La educación actual es, pues, el mayor sistema de regresión y reproducción de injusticia social en el Uruguay de hoy. Durante 130 años una clave del país, por el contrario, fue que el Partido Colorado le dio buenos modelos educativos a la nación desde Varela en más. Tenemos esa función y a ella debemos ser leales.
6. Las políticas sociales requeridas: propuesta para la igualdad de oportunidades. La segunda propuesta que incorporamos al programa del Batllismo en 2014, en el sentido de darle cohesión social al país e igualdad de oportunidades a nuestra sociedad, es esencial a nuestro juicio.
Se trata de la construcción en zonas sociales de contexto crítico de plazas de integración social (Plais, en el programa del Partido) en que los ciudadanos tuvieran liceos y escuelas de tiempo completo, aulas de UTU, comisarías, juzgados, policlínicas, centros de desintoxicación de adicciones, plazas de deportes, espacios de formación cultural, musical y artística, etc. (página 62 del programa del Partido Colorado 2014). Generar 50 de esas plazas dice el programa del partido.
Lo que Sanguinetti ha llamado estos días “shock de presencia del Estado” en las zonas vulnerables de la sociedad uruguaya. Construcción de ciudadanía allí donde no la hay. Propio del cariz socialdemócrata que el batllismo no debe perder sino fortalecer, adecuado, claro, a la modernidad económica.
7. La modernidad económica para el desarrollo productivo.
Naturalmente debe reconocerse la revisión del concepto del Estado que arroja la modernidad. No entenderlo termina postrando al país y perjudicando también a los ciudadanos más vulnerables.
Se ha visto en múltiples experiencias y países que un Estado grande y gordo termina siendo un impuesto del que no pueden defenderse los ciudadanos más pobres. Se ha visto que la ineficiencia de ese Estado se trasunta en un peso fiscal insoportable que ahoga al país productivo y condena así a los ciudadanos más vulnerables.
No se pueden ignorar estas lecciones de la realidad. Se ha visto que un Estado desmesurado y consecuentemente caro asfixia las inversiones posibles, al punto que las inversiones solo vienen hoy al Uruguay si se las exonera de impuestos.
El Estado gestor se ha demostrado ineficiente, deteriorando calidades y aumentando los precios de sus servicios fuera de las cotizaciones de mercado y perjudicando así frecuentemente el bienestar general.
La mayoría actual del FA, presa de ideologismo socialista, no entiende estos procesos de la modernidad y, entonces, la producción nacional y los sectores más vulnerables de la población reciben una catarata de costos de un Estado aplastante. Costos de los que no pueden recuperarse.

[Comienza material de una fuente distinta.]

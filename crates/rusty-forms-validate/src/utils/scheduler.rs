// File: rusty-forms-validate/src/utils/scheduler.rs
// Purpose: Timer seam used by debounce and throttle

use std::time::Duration;
use tokio::time::Instant;

/// Macrotask timers, the way a browser's `setTimeout` behaves
pub trait Scheduler {
    /// Current time on the scheduler's clock
    fn now(&self) -> Instant;

    /// Run `task` once after `delay`
    fn set_timeout(&self, delay: Duration, task: Box<dyn FnOnce()>) -> TimeoutHandle;
}

/// Pending timeout. `clear` cancels it; dropping the handle does not.
pub struct TimeoutHandle {
    cancel: Box<dyn FnOnce()>,
}

impl TimeoutHandle {
    pub fn new(cancel: impl FnOnce() + 'static) -> Self {
        Self {
            cancel: Box::new(cancel),
        }
    }

    pub fn clear(self) {
        (self.cancel)()
    }
}

/// Timers on the current-thread tokio runtime.
///
/// Tasks are spawned with [`tokio::task::spawn_local`], so timeouts must be
/// scheduled from inside a [`tokio::task::LocalSet`]. The clock is
/// [`tokio::time::Instant`], which honours `tokio::time::pause`.
///
/// # Panics
///
/// `set_timeout` panics when called outside a `LocalSet` on a tokio runtime.
#[derive(Debug, Default, Clone, Copy)]
pub struct TokioScheduler;

impl Scheduler for TokioScheduler {
    fn now(&self) -> Instant {
        Instant::now()
    }

    fn set_timeout(&self, delay: Duration, task: Box<dyn FnOnce()>) -> TimeoutHandle {
        // Create the sleep eagerly so the deadline counts from this call
        let sleep = tokio::time::sleep(delay);
        let handle = tokio::task::spawn_local(async move {
            sleep.await;
            task();
        });
        TimeoutHandle::new(move || handle.abort())
    }
}

#[cfg(test)]
mod tests {
    use super::*;
    use std::cell::Cell;
    use std::rc::Rc;
    use tokio::task::LocalSet;

    #[tokio::test(start_paused = true)]
    async fn test_timeout_fires_after_delay() {
        LocalSet::new()
            .run_until(async {
                let fired = Rc::new(Cell::new(false));
                let flag = fired.clone();
                let _handle = TokioScheduler.set_timeout(
                    Duration::from_millis(100),
                    Box::new(move || flag.set(true)),
                );

                tokio::time::sleep(Duration::from_millis(99)).await;
                assert!(!fired.get());
                tokio::time::sleep(Duration::from_millis(2)).await;
                assert!(fired.get());
            })
            .await;
    }

    #[test]
    #[should_panic]
    fn test_set_timeout_requires_local_set() {
        let _handle = TokioScheduler.set_timeout(Duration::from_millis(10), Box::new(|| {}));
    }

    #[tokio::test(start_paused = true)]
    async fn test_cleared_timeout_never_fires() {
        LocalSet::new()
            .run_until(async {
                let fired = Rc::new(Cell::new(false));
                let flag = fired.clone();
                let handle = TokioScheduler.set_timeout(
                    Duration::from_millis(10),
                    Box::new(move || flag.set(true)),
                );
                handle.clear();

                tokio::time::sleep(Duration::from_millis(50)).await;
                assert!(!fired.get());
            })
            .await;
    }
}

8. La unidad del Partido Colorado. Los años nos han enseñado, asimismo, la importancia de trabajar siempre por la unidad del Partido Colorado de modo de convertirlo en un instrumento más eficaz al servicio del país.

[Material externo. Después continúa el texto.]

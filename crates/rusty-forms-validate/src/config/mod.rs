// File: rusty-forms-validate/src/config/mod.rs
// Purpose: Typed form and field configuration built from merged option trees

pub mod defaults;
pub mod message;
pub mod validation;

use serde::Deserialize;
use std::fmt;
use std::time::Duration;

use crate::dom::TargetRef;
use crate::error::{Result, ValidateError};
use crate::utils::ThrottleOptions;
use crate::value::{HookFn, Value};

pub use defaults::{field_default_config, form_default_config};
pub use message::{format_message_config, MessageConfig};
pub use validation::{format_validation_config, RuleCheck, ValidationConfig, ValidationRule};

/// How a field reacts to one DOM event
#[derive(Clone, Default)]
pub enum EventPolicy {
    #[default]
    Off,
    On,
    /// Enabled, with hooks around validation
    Hooks {
        before: Option<HookFn>,
        after: Option<HookFn>,
    },
}

impl EventPolicy {
    /// `false`/`null` disable, an object enables with hooks, anything else truthy enables
    pub fn from_value(key: &str, value: Option<&Value>) -> Result<Self> {
        match value {
            None => Ok(EventPolicy::Off),
            Some(Value::Object(map)) => Ok(EventPolicy::Hooks {
                before: hook(key, map.get("before"))?,
                after: hook(key, map.get("after"))?,
            }),
            Some(v) if v.is_truthy() => Ok(EventPolicy::On),
            Some(_) => Ok(EventPolicy::Off),
        }
    }

    pub fn is_enabled(&self) -> bool {
        !matches!(self, EventPolicy::Off)
    }

    pub fn before(&self) -> Option<HookFn> {
        match self {
            EventPolicy::Hooks { before, .. } => before.clone(),
            _ => None,
        }
    }

    pub fn after(&self) -> Option<HookFn> {
        match self {
            EventPolicy::Hooks { after, .. } => after.clone(),
            _ => None,
        }
    }
}

impl fmt::Debug for EventPolicy {
    fn fmt(&self, f: &mut fmt::Formatter<'_>) -> fmt::Result {
        match self {
            EventPolicy::Off => f.write_str("Off"),
            EventPolicy::On => f.write_str("On"),
            EventPolicy::Hooks { before, after } => f
                .debug_struct("Hooks")
                .field("before", &before.is_some())
                .field("after", &after.is_some())
                .finish(),
        }
    }
}

/// `inputLimitOpts`
#[derive(Debug, Clone, PartialEq, Deserialize)]
#[serde(rename_all = "camelCase")]
pub struct InputLimitOpts {
    pub debounce: DebounceOpts,
    pub throttle: ThrottleOpts,
}

#[derive(Debug, Clone, PartialEq, Deserialize)]
pub struct DebounceOpts {
    /// Milliseconds
    pub wait: u64,
    #[serde(default)]
    pub immediate: bool,
}

#[derive(Debug, Clone, PartialEq, Deserialize)]
pub struct ThrottleOpts {
    /// Milliseconds
    pub wait: u64,
    #[serde(default)]
    pub options: ThrottleOptions,
}

impl DebounceOpts {
    pub fn wait(&self) -> Duration {
        Duration::from_millis(self.wait)
    }
}

impl ThrottleOpts {
    pub fn wait(&self) -> Duration {
        Duration::from_millis(self.wait)
    }
}

/// Resolved options of a validated field
#[derive(Debug, Clone)]
pub struct FieldConfig {
    pub rules: ValidationConfig,
    pub messages: MessageConfig,
    pub report: bool,
    pub on_change: EventPolicy,
    pub on_blur: EventPolicy,
    pub on_input: EventPolicy,
    /// `"<method>[:<wait>]"`
    pub input_limit: String,
    pub input_limit_opts: InputLimitOpts,
}

impl FieldConfig {
    /// Build from a fully merged option tree (built-in defaults included)
    pub fn from_value(value: &Value) -> Result<Self> {
        let input_limit = match value.get("inputLimit") {
            None | Some(Value::Null) => String::new(),
            Some(Value::String(s)) => s.clone(),
            Some(_) => {
                return Err(ValidateError::invalid_config("inputLimit", "expected a string"))
            }
        };

        Ok(Self {
            rules: format_validation_config(value.get("v").unwrap_or(&Value::Null))?,
            messages: format_message_config(value.get("m").unwrap_or(&Value::Null)),
            report: value.get("report").is_some_and(Value::is_truthy),
            on_change: EventPolicy::from_value("onChange", value.get("onChange"))?,
            on_blur: EventPolicy::from_value("onBlur", value.get("onBlur"))?,
            on_input: EventPolicy::from_value("onInput", value.get("onInput"))?,
            input_limit,
            input_limit_opts: deserialize("inputLimitOpts", value.get("inputLimitOpts"))?,
        })
    }
}

/// Event that runs form validation
#[derive(Clone)]
pub struct Trigger {
    pub target: TargetRef,
    pub event: String,
    pub prevent_default: bool,
    pub before: Option<HookFn>,
    pub after: Option<HookFn>,
}

impl fmt::Debug for Trigger {
    fn fmt(&self, f: &mut fmt::Formatter<'_>) -> fmt::Result {
        f.debug_struct("Trigger")
            .field("target", &self.target.node_id())
            .field("event", &self.event)
            .field("prevent_default", &self.prevent_default)
            .field("before", &self.before.is_some())
            .field("after", &self.after.is_some())
            .finish()
    }
}

/// Resolved options of a validated form
#[derive(Debug, Clone)]
pub struct FormConfig {
    pub report: bool,
    pub trigger: Trigger,
}

impl FormConfig {
    /// Build from a fully merged option tree (built-in defaults included)
    pub fn from_value(value: &Value) -> Result<Self> {
        let trigger = value
            .get("trigger")
            .ok_or_else(|| ValidateError::invalid_config("trigger", "missing"))?;
        let target = trigger
            .get("target")
            .and_then(Value::as_target)
            .cloned()
            .ok_or_else(|| ValidateError::invalid_config("trigger.target", "expected an event target"))?;
        let event = trigger
            .get("event")
            .and_then(Value::as_str)
            .filter(|e| !e.is_empty())
            .ok_or_else(|| ValidateError::invalid_config("trigger.event", "expected an event name"))?
            .to_string();

        Ok(Self {
            report: value.get("report").is_some_and(Value::is_truthy),
            trigger: Trigger {
                target,
                event,
                prevent_default: trigger.get("preventDefault").is_some_and(Value::is_truthy),
                before: hook("trigger.before", trigger.get("before"))?,
                after: hook("trigger.after", trigger.get("after"))?,
            },
        })
    }
}

fn hook(key: &str, value: Option<&Value>) -> Result<Option<HookFn>> {
    match value {
        None | Some(Value::Null) => Ok(None),
        Some(Value::Function(func)) => func
            .as_hook()
            .map(Some)
            .ok_or_else(|| ValidateError::invalid_config(key, "expected an event hook")),
        Some(_) => Err(ValidateError::invalid_config(key, "expected an event hook")),
    }
}

fn deserialize<T: serde::de::DeserializeOwned>(key: &str, value: Option<&Value>) -> Result<T> {
    let json = value
        .and_then(Value::to_json)
        .ok_or_else(|| ValidateError::invalid_config(key, "expected plain data"))?;
    serde_json::from_value(json).map_err(|e| ValidateError::invalid_config(key, e.to_string()))
}
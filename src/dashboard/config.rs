use crate::dashboard::widgets::{merge_json, WidgetRegistry};
use anyhow::Context;
use serde::{Deserialize, Serialize};
use serde_json::json;
use std::collections::HashSet;
use std::path::{Path, PathBuf};

fn default_version() -> u32 {
    1
}

fn default_columns() -> u8 {
    2
}

/// Horizontal extent of a widget card.
#[derive(Debug, Clone, Copy, Serialize, Deserialize, PartialEq, Eq, Default)]
#[serde(rename_all = "lowercase")]
pub enum WidgetWidth {
    /// One grid column.
    #[default]
    Half,
    /// Every grid column.
    Full,
}

impl WidgetWidth {
    pub fn toggled(self) -> Self {
        match self {
            WidgetWidth::Half => WidgetWidth::Full,
            WidgetWidth::Full => WidgetWidth::Half,
        }
    }

    pub fn as_str(&self) -> &'static str {
        match self {
            WidgetWidth::Half => "half",
            WidgetWidth::Full => "full",
        }
    }
}

/// Initial placement and settings of one widget.
#[derive(Debug, Clone, Serialize, Deserialize, PartialEq)]
pub struct WidgetSlotConfig {
    pub key: String,
    #[serde(default)]
    pub width: WidgetWidth,
    #[serde(default)]
    pub settings: serde_json::Value,
}

impl WidgetSlotConfig {
    pub fn with_widget(key: &str) -> Self {
        Self {
            key: key.to_string(),
            width: WidgetWidth::Half,
            settings: serde_json::Value::Null,
        }
    }
}

/// Static widget list the dashboard is mounted from. Changes made while the
/// dashboard runs (moves, hides, width toggles) are not written back.
#[derive(Debug, Clone, Serialize, Deserialize, PartialEq)]
pub struct DashboardConfig {
    #[serde(default = "default_version")]
    pub version: u32,
    #[serde(default = "default_columns")]
    pub columns: u8,
    #[serde(default)]
    pub widgets: Vec<WidgetSlotConfig>,
}

impl Default for DashboardConfig {
    fn default() -> Self {
        Self {
            version: default_version(),
            columns: default_columns(),
            widgets: [
                "weather",
                "system",
                "events",
                "reddit",
                "traffic",
                "news",
                "market",
                "phillyDataExplorer",
                "septa",
                "itinerary",
            ]
            .iter()
            .map(|key| WidgetSlotConfig::with_widget(key))
            .collect(),
        }
    }
}

impl DashboardConfig {
    /// Load a configuration from disk. A missing or empty file yields the
    /// default widget list. Unknown and duplicate widgets are filtered out
    /// using the provided registry.
    pub fn load(path: impl AsRef<Path>, registry: &WidgetRegistry) -> anyhow::Result<Self> {
        let path = path.as_ref();
        let content = std::fs::read_to_string(path).unwrap_or_default();
        let mut cfg = if content.trim().is_empty() {
            Self::default()
        } else {
            serde_json::from_str(&content)
                .with_context(|| format!("parse dashboard config {}", path.display()))?
        };
        let warnings = cfg.sanitize(registry);
        for w in warnings {
            tracing::warn!("{w}");
        }
        Ok(cfg)
    }

    /// Save the configuration to disk.
    pub fn save(&self, path: impl AsRef<Path>) -> anyhow::Result<()> {
        let json = serde_json::to_string_pretty(self)?;
        std::fs::write(path, json)?;
        Ok(())
    }

    /// Remove unknown or repeated widgets and fill in default settings.
    pub fn sanitize(&mut self, registry: &WidgetRegistry) -> Vec<String> {
        let mut warnings = Vec::new();
        let mut seen = HashSet::new();
        self.widgets.retain(|slot| {
            if slot.key.is_empty() {
                return false;
            }
            if !registry.contains(&slot.key) {
                tracing::warn!(widget = %slot.key, "unknown dashboard widget dropped");
                warnings.push(format!("unknown dashboard widget '{}' dropped", slot.key));
                return false;
            }
            if !seen.insert(slot.key.clone()) {
                warnings.push(format!("duplicate dashboard widget '{}' dropped", slot.key));
                return false;
            }
            true
        });
        for slot in &mut self.widgets {
            let defaults = registry
                .default_settings(&slot.key)
                .unwrap_or_else(|| json!({}));
            slot.settings = if slot.settings.is_null() {
                defaults
            } else {
                merge_json(&defaults, &slot.settings)
            };
        }
        if self.columns == 0 {
            warnings.push("dashboard columns must be at least 1".into());
            self.columns = 1;
        }
        warnings
    }

    pub fn settings_for(&self, key: &str) -> Option<&serde_json::Value> {
        self.widgets
            .iter()
            .find(|slot| slot.key == key)
            .map(|slot| &slot.settings)
    }

    pub fn path_for(base: &str) -> PathBuf {
        let base = Path::new(base);
        if base.is_dir() {
            base.join("dashboard.json")
        } else {
            PathBuf::from(base)
        }
    }
}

Es claro, a nuestro juicio, que más allá de la competencia en las elecciones internas, las diferentes corrientes deben terminar unidas, particularmente las que encabezan los Dres. Sanguinetti y Talvi, entre las que ha habido algún cortocircuito. No. Unidad y unidad para el resurgimiento republicano.

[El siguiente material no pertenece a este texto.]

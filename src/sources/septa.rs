//! SEPTA public transit feeds: route alerts, bus detours and elevator
//! outages. The endpoints need no key; failures fall back to a short sample
//! list so the card still explains what it would show.

use super::{get_text, Adapter, ErrorPolicy};
use crate::model::{BusDetour, ElevatorOutage, SeptaAlert, TransitUpdates};
use anyhow::{Context, Result};
use serde::{Deserialize, Serialize};

const ALERTS_URL: &str = "https://www3.septa.org/api/Alerts/get_alert_data.php";
const DETOURS_URL: &str = "https://www3.septa.org/api/BusDetours/";
const ELEVATORS_URL: &str = "https://www3.septa.org/api/elevator/index.php";

#[derive(Debug, Clone, Copy, PartialEq, Eq, Default, Serialize, Deserialize)]
#[serde(rename_all = "lowercase")]
pub enum TransitFeed {
    #[default]
    Alerts,
    Detours,
    Elevators,
}

impl TransitFeed {
    pub const ALL: [TransitFeed; 3] = [TransitFeed::Alerts, TransitFeed::Detours, TransitFeed::Elevators];

    pub fn label(&self) -> &'static str {
        match self {
            TransitFeed::Alerts => "SEPTA Alerts",
            TransitFeed::Detours => "Bus Detours",
            TransitFeed::Elevators => "Elevator Outages",
        }
    }

    pub fn description(&self) -> &'static str {
        match self {
            TransitFeed::Alerts => "Current service alerts and advisories",
            TransitFeed::Detours => "Current bus route detours and changes",
            TransitFeed::Elevators => "Elevator and accessibility information",
        }
    }
}

#[derive(Default)]
pub struct SeptaAdapter;

#[derive(Debug, Default, Deserialize)]
#[serde(default)]
struct RawAlert {
    route_id: Option<String>,
    route_name: Option<String>,
    current_message: Option<String>,
    advisory_message: Option<String>,
    detour_message: Option<String>,
    detour_start_location: Option<String>,
    last_updated: Option<String>,
}

#[derive(Debug, Deserialize)]
struct RawDetourRoute {
    route_id: String,
    #[serde(default)]
    route_info: Vec<RawDetour>,
}

#[derive(Debug, Default, Deserialize)]
#[serde(default)]
struct RawDetour {
    route_direction: String,
    reason: String,
    start_location: String,
    end_location: String,
    start_date_time: String,
    end_date_time: String,
    current_message: String,
}

#[derive(Debug, Deserialize)]
struct RawElevatorResponse {
    results: Vec<RawOutage>,
}

#[derive(Debug, Default, Deserialize)]
#[serde(default)]
struct RawOutage {
    line: Option<String>,
    station: Option<String>,
    elevator: Option<String>,
    message: Option<String>,
    alternate_url: Option<String>,
}

/// SEPTA sends empty strings for absent messages.
fn present(value: Option<String>) -> Option<String> {
    value
        .map(|v| v.trim().to_string())
        .filter(|v| !v.is_empty())
}

pub(crate) fn parse_alerts(body: &str) -> Result<Vec<SeptaAlert>> {
    let raw: Vec<Option<RawAlert>> = serde_json::from_str(body).context("parse septa alerts")?;
    Ok(raw
        .into_iter()
        .flatten()
        .filter_map(|alert| {
            let route_id = present(alert.route_id.clone())?;
            Some((route_id, alert))
        })
        .enumerate()
        .map(|(idx, (route_id, alert))| SeptaAlert {
            id: format!("alert-{idx}"),
            route_id,
            route_name: present(alert.route_name).unwrap_or_else(|| "Unknown Route".into()),
            current_message: present(alert.current_message),
            advisory_message: present(alert.advisory_message),
            detour_message: present(alert.detour_message),
            detour_start_location: present(alert.detour_start_location),
            last_updated: alert.last_updated.unwrap_or_default(),
        })
        .collect())
}

pub(crate) fn parse_detours(body: &str) -> Result<Vec<BusDetour>> {
    let routes: Vec<RawDetourRoute> = serde_json::from_str(body).context("parse septa detours")?;
    Ok(routes
        .into_iter()
        .flat_map(|route| {
            let route_id = route.route_id;
            route
                .route_info
                .into_iter()
                .enumerate()
                .map(move |(idx, d)| BusDetour {
                    id: format!("detour-{route_id}-{idx}"),
                    route_id: route_id.clone(),
                    direction: d.route_direction,
                    reason: d.reason,
                    start_location: d.start_location,
                    end_location: d.end_location,
                    start_time: d.start_date_time,
                    end_time: d.end_date_time,
                    message: d.current_message,
                })
        })
        .collect())
}

pub(crate) fn parse_elevators(body: &str) -> Result<Vec<ElevatorOutage>> {
    let resp: RawElevatorResponse =
        serde_json::from_str(body).context("parse septa elevator outages")?;
    Ok(resp
        .results
        .into_iter()
        .enumerate()
        .map(|(idx, o)| ElevatorOutage {
            id: format!("elevator-{idx}"),
            line: present(o.line).unwrap_or_else(|| "Unknown Line".into()),
            station: present(o.station).unwrap_or_else(|| "Unknown Station".into()),
            elevator: present(o.elevator).unwrap_or_else(|| "Unknown Elevator".into()),
            message: present(o.message).unwrap_or_else(|| "No access".into()),
            alternate_url: present(o.alternate_url),
        })
        .collect())
}

impl Adapter for SeptaAdapter {
    type Params = TransitFeed;
    type Output = TransitUpdates;

    fn name(&self) -> &'static str {
        "septa"
    }

    fn error_policy(&self) -> ErrorPolicy {
        ErrorPolicy::Fallback
    }

    fn fetch(&self, feed: &TransitFeed) -> Result<TransitUpdates> {
        match feed {
            TransitFeed::Alerts => {
                parse_alerts(&get_text(ALERTS_URL, "application/json")?).map(TransitUpdates::Alerts)
            }
            TransitFeed::Detours => {
                parse_detours(&get_text(DETOURS_URL, "application/json")?).map(TransitUpdates::Detours)
            }
            TransitFeed::Elevators => parse_elevators(&get_text(ELEVATORS_URL, "application/json")?)
                .map(TransitUpdates::Elevators),
        }
    }

    fn fallback(&self, feed: &TransitFeed) -> Option<TransitUpdates> {
        Some(sample_updates(*feed))
    }
}

fn sample_updates(feed: TransitFeed) -> TransitUpdates {
    match feed {
        TransitFeed::Alerts => TransitUpdates::Alerts(vec![
            SeptaAlert {
                id: "alert-1".into(),
                route_id: "bus_route_1".into(),
                route_name: "Route 1".into(),
                current_message: Some("Route 1 experiencing delays due to construction".into()),
                advisory_message: None,
                detour_message: Some("Route 1 detoured due to road work".into()),
                detour_start_location: Some("Main St & Oak Ave".into()),
                last_updated: "2024-01-15 10:30 AM".into(),
            },
            SeptaAlert {
                id: "alert-2".into(),
                route_id: "rr_route_bsl".into(),
                route_name: "Broad Street Line".into(),
                current_message: Some("Broad Street Line operating normally".into()),
                advisory_message: Some(
                    "Broad Street Line is now the \"B\" as part of system-wide wayfinding improvements"
                        .into(),
                ),
                detour_message: None,
                detour_start_location: None,
                last_updated: "2024-01-15 09:15 AM".into(),
            },
        ]),
        TransitFeed::Detours => TransitUpdates::Detours(vec![
            BusDetour {
                id: "detour-1".into(),
                route_id: "1".into(),
                direction: "NB".into(),
                reason: "Construction".into(),
                start_location: "Main St & Oak Ave".into(),
                end_location: "Main St & Pine St".into(),
                start_time: "2024-01-15 6:00 AM".into(),
                end_time: "2024-02-15 6:00 PM".into(),
                message: "Route 1 Northbound detoured due to construction".into(),
            },
            BusDetour {
                id: "detour-2".into(),
                route_id: "2".into(),
                direction: "SB".into(),
                reason: "Road Work".into(),
                start_location: "Broad St & Market St".into(),
                end_location: "Broad St & South St".into(),
                start_time: "2024-01-20 7:00 AM".into(),
                end_time: "2024-01-25 7:00 PM".into(),
                message: "Route 2 Southbound detoured due to road work".into(),
            },
        ]),
        TransitFeed::Elevators => TransitUpdates::Elevators(vec![
            ElevatorOutage {
                id: "elevator-1".into(),
                line: "Broad Street Subway".into(),
                station: "Walnut-Locust".into(),
                elevator: "Street to Concourse".into(),
                message: "No access to/from station".into(),
                alternate_url: Some(
                    "https://www5.septa.org/about/accessibility/alternative-transportation/bsl-alternate/"
                        .into(),
                ),
            },
            ElevatorOutage {
                id: "elevator-2".into(),
                line: "Market Frankford Line".into(),
                station: "Somerset".into(),
                elevator: "Westbound".into(),
                message: "No access to/from station".into(),
                alternate_url: Some(
                    "https://www5.septa.org/about/accessibility/alternative-transportation/mfl-alternate/"
                        .into(),
                ),
            },
        ]),
    }
}

#[cfg(test)]
mod tests {
    use super::*;

    #[test]
    fn alerts_skip_null_and_routeless_entries() {
        let body = r#"[
            null,
            {"route_id": "", "route_name": "Nothing"},
            {"route_id": "bus_route_47", "route_name": "47", "current_message": "",
             "advisory_message": "Stop relocated", "last_updated": "Jan 2 2025"},
            {"route_id": "rr_route_chw", "route_name": "Chestnut Hill West"}
        ]"#;
        let alerts = parse_alerts(body).unwrap();
        assert_eq!(alerts.len(), 2);
        assert_eq!(alerts[0].id, "alert-0");
        assert_eq!(alerts[0].current_message, None);
        assert_eq!(alerts[0].headline(), Some("Stop relocated"));
        assert_eq!(alerts[1].headline(), None);
    }

    #[test]
    fn detours_flatten_per_route() {
        let body = r#"[
            {"route_id": "32", "route_info": [
                {"route_direction": "NB", "reason": "Paving", "start_location": "A",
                 "end_location": "B", "start_date_time": "x", "end_date_time": "y",
                 "current_message": "Detour in effect"},
                {"route_direction": "SB", "reason": "Paving"}
            ]},
            {"route_id": "61", "route_info": []}
        ]"#;
        let detours = parse_detours(body).unwrap();
        assert_eq!(detours.len(), 2);
        assert_eq!(detours[0].id, "detour-32-0");
        assert_eq!(detours[1].direction, "SB");
        assert!(detours[1].message.is_empty());
    }

    #[test]
    fn elevator_outages_fill_missing_fields() {
        let body = r#"{"meta": {"elevators_out": 1}, "results": [
            {"line": "Market Frankford Line", "station": "Somerset", "alternate_url": ""}
        ]}"#;
        let outages = parse_elevators(body).unwrap();
        assert_eq!(outages[0].elevator, "Unknown Elevator");
        assert_eq!(outages[0].message, "No access");
        assert_eq!(outages[0].alternate_url, None);
        assert!(parse_elevators("[]").is_err());
    }

    #[test]
    fn fallback_matches_requested_feed() {
        let adapter = SeptaAdapter;
        for feed in TransitFeed::ALL {
            let updates = adapter.fallback(&feed).unwrap();
            assert!(!updates.is_empty());
            let matches = matches!(
                (feed, &updates),
                (TransitFeed::Alerts, TransitUpdates::Alerts(_))
                    | (TransitFeed::Detours, TransitUpdates::Detours(_))
                    | (TransitFeed::Elevators, TransitUpdates::Elevators(_))
            );
            assert!(matches, "{feed:?} fallback returned {updates:?}");
        }
    }
}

Colocar lo partidario por encima de lo sectorial, sin espacio para desavenencias importantes, dado que lo que el país necesita imprescindiblemente es la acumulación política del vigor republicano.
El Dr. Sanguinetti. Atentos a la salvaguarda del Partido Colorado y al crecimiento de su función histórica, entonces, con el aliento republicano, reformista y socialdemócrata del batllismo de siempre y con mirada moderna de la economía, pues, damos el paso hoy de apoyar la candidatura presidencial del Dr. Sanguinetti.
El mejor antídoto, por otra parte, ante los reflejos antirrepublicanos crecientes en nuestra política y en nuestra sociedad.